The dragon makes a slight frown look both heart-rendingly beautiful and heart-stoppingly chilling. “A blessing? And you really wanted to find out how it works?”
I think fast. “Our shaman commanded me to. And I found the Blessing.”
Zahak gives Delyah a shake, and she groans in pain again.
“And this one? Was she looking for the same?”
“She went to the top of the… this ship. I don’t know what she found.”
“Ah. You don’t?”
I just shrug.
The dragon unceremoniously drops Delyah to the floor, and she groans and curls up. There are new spots of blood on her chest and on her back.
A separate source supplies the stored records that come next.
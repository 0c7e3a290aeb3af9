//! services/api/src/config.rs
//!
//! Defines the application's configuration structure and loading logic.
//!
//! All configuration is loaded from environment variables at startup. The
//! `.env` file is used for local development.

use std::net::SocketAddr;
use tracing::Level;

/// A custom error type for configuration loading failures.
#[derive(Debug, thiserror::Error)]
pub enum ConfigError {
    #[error("Missing the environment variable {0}")]
    MissingVar(String),
    #[error("Invalid value for the environment variable {0}: {1}")]
    InvalidValue(String, String),
}

/// Holds all configuration loaded from the environment at startup.
#[derive(Clone, Debug)]
pub struct Config {
    pub bind_address: SocketAddr,
    pub database_url: String,
    pub log_level: Level,
    /// Minimum fraction of a video that must be watched before the item
    /// can be completed.
    pub min_watch_fraction: f64,
}

impl Config {
    /// Loads configuration from environment variables.
    ///
    /// It will look for a `.env` file in the current directory for
    /// development, but this is skipped in test environments to keep tests
    /// hermetic.
    pub fn from_env() -> Result<Self, ConfigError> {
        // Only load from .env in non-test mode to avoid contamination.
        if !cfg!(test) {
            dotenvy::dotenv().ok();
        }

        // --- Load Server and Database Settings ---
        let bind_address_str =
            std::env::var("BIND_ADDRESS").unwrap_or_else(|_| "0.0.0.0:3000".to_string());
        let bind_address = bind_address_str
            .parse::<SocketAddr>()
            .map_err(|e| ConfigError::InvalidValue("BIND_ADDRESS".to_string(), e.to_string()))?;

        let database_url = std::env::var("DATABASE_URL")
            .map_err(|_| ConfigError::MissingVar("DATABASE_URL".to_string()))?;

        let log_level_str = std::env::var("RUST_LOG").unwrap_or_else(|_| "INFO".to_string());
        let log_level = log_level_str.parse::<Level>().map_err(|_| {
            ConfigError::InvalidValue(
                "RUST_LOG".to_string(),
                format!("'{}' is not a valid log level", log_level_str),
            )
        })?;

        // --- Load Engine Settings ---
        let min_watch_fraction = match std::env::var("MIN_WATCH_FRACTION") {
            Ok(raw) => {
                let fraction = raw.parse::<f64>().map_err(|_| {
                    ConfigError::InvalidValue(
                        "MIN_WATCH_FRACTION".to_string(),
                        format!("'{}' is not a number", raw),
                    )
                })?;
                if !(0.0..=1.0).contains(&fraction) {
                    return Err(ConfigError::InvalidValue(
                        "MIN_WATCH_FRACTION".to_string(),
                        format!("{} is outside [0, 1]", fraction),
                    ));
                }
                fraction
            }
            Err(_) => tutelearn_core::gate::DEFAULT_MIN_WATCH_FRACTION,
        };

        Ok(Self {
            bind_address,
            database_url,
            log_level,
            min_watch_fraction,
        })
    }
}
Zahak walks over to the Weirdness and looks up at it. “You are right. This makes the ship move through space. I find it somewhat suspicious that you know it. It’s not something that leaps easily to the eye.”
He turns around, crosses his arms across his chest, and takes up a thoughtful pose that reminds me of that famous painting of President Kennedy. “I have a confession to make. The Zahak you see before you is not the dragon I truly am.”
I walk over to Delyah and kneel down beside her. She might be badly hurt. And she is pregnant.
“Really?” I prompt, fine with the dragon talking while I check on my friend.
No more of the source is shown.